Cualquiera que trabaje con agresores sexuales
se extrañará de esta afirmación. La experiencia clínica no deja duda acerca de
la presencia de justificaciones, racionalizaciones y negaciones de la agresión.
Lo que no podemos decir con certeza es si esos
pensamientos estaban presentes antes y durante la agresión sexual, o si
son recursos generados a posteriori
para intentar descargar sentimientos de culpa. Tampoco podemos decir si estas
ideas son pensamientos aislados, centrados en los hechos concretos que rodean
la agresión, o si se tratan de esquemas y creencias profundas que se generalizan
de una situación a otra. Tampoco sabemos si modificar
estos pensamientos tiene un valor clínico real a la hora de evaluar los avances
en el programa.
Como señalaban Ward,
Polasheck y Beech en 2005, "actualmente tenemos poca evidencia de que cualquier
intervención sobre las distorsiones cognitivas sea efectiva (o inefectiva) a la
hora de reducir el riesgo, a pesar de su amplia inclusión en los programas de
tratamiento de agresores sexuales".
El caso de la empatía es igual o incluso más engorroso. En el campo de la
agresión sexual, la capacidad de empatizar implica ser consciente de que otra
persona ha sido dañada, y de ser capaz de desarrollar sentimientos de
preocupación y compasión hacia esa persona. El problema viene a la hora de
profundizar en el concepto.
¿Es la empatía un rasgo y podemos por lo
tanto clasificar a los agresores en base al nivel en el que lo expresan?
¿Es un proceso cognitivo de mera toma de
perspectiva o también ha de incluir contagio emocional?

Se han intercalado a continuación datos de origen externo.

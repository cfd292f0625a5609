//! The installation secret mixed into every cache hash

use secrecy::{ExposeSecret, SecretString};

/// Name under which the secret is injected into the relevant parameters.
pub const ENCRYPTION_KEY_PARAMETER: &str = "encryptionKey";

/// Secret key injected into every fingerprint computation.
///
/// Wraps `secrecy::SecretString` so that:
/// - the value is zeroed from memory when dropped
/// - `Debug` and `Display` print `[REDACTED]`
/// - reading it requires an explicit [`SecretKey::expose`]
///
/// An empty key still hashes deterministically but gives no protection;
/// loaders should reject it as a configuration error.
#[derive(Clone)]
pub struct SecretKey {
    inner: SecretString,
}

impl SecretKey {
    /// Wrap a key value
    #[must_use]
    pub fn new(value: impl Into<String>) -> Self {
        Self {
            inner: SecretString::from(value.into()),
        }
    }

    /// Expose the key for hashing.
    ///
    /// The exposed value must not be logged or persisted.
    #[must_use]
    pub fn expose(&self) -> &str {
        self.inner.expose_secret()
    }

    /// Check if the key is empty.
    #[must_use]
    pub fn is_empty(&self) -> bool {
        self.inner.expose_secret().is_empty()
    }
}

impl From<String> for SecretKey {
    fn from(value: String) -> Self {
        Self::new(value)
    }
}

impl From<&str> for SecretKey {
    fn from(value: &str) -> Self {
        Self::new(value)
    }
}

impl std::fmt::Debug for SecretKey {
    fn fmt(&self, f: &mut std::fmt::Formatter<'_>) -> std::fmt::Result {
        f.write_str("[REDACTED]")
    }
}

impl std::fmt::Display for SecretKey {
    fn fmt(&self, f: &mut std::fmt::Formatter<'_>) -> std::fmt::Result {
        f.write_str("[REDACTED]")
    }
}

¿Sentir pena o compasión por alguien es ser
empático o es un proceso diferente?
¿Los déficit en empatía son globales y
estables?
La literatura empírica no ha podido
determinar con claridad si los déficit en empatía de los agresores son
generalizados o si realmente se restringen a sus víctimas concretas. De hecho, la idea de un déficit generalizado ha perdido mucha fuerza.
Pero esto choca frontalmente con la importancia que se da a este concepto en
los programas de intervención. Quienes trabajamos directamente con esta
población sabemos que generalmente los agresores
intentan erradicar los pensamientos acerca de sus víctimas. En algunos
casos esta fase del programa les resulta dolorosa y provoca en ellos reacciones
emocionales intensas. En otros casos se aborda desde la racionalidad más fría.
La efectividad de estos programas
está apoyada por meta-análisis que incluyen miles de casos y años de
seguimiento.
Las tasas de reincidencia pueden reducirse por término medio a la mitad tras
una intervención adecuada. Algo estamos haciendo bien.
Pero asistimos a un caso más de
divorcio entre el mundo aplicado y el de la investigación. Una parte
importante de las publicaciones sobre este campo se centran actualmente en la
evaluación del riesgo. Quizás sea preciso apuntalar con datos empíricos unas
teorías que se emplean a la hora de tomar decisiones en el mundo real y que se
beneficiarían de una investigación básica sólida.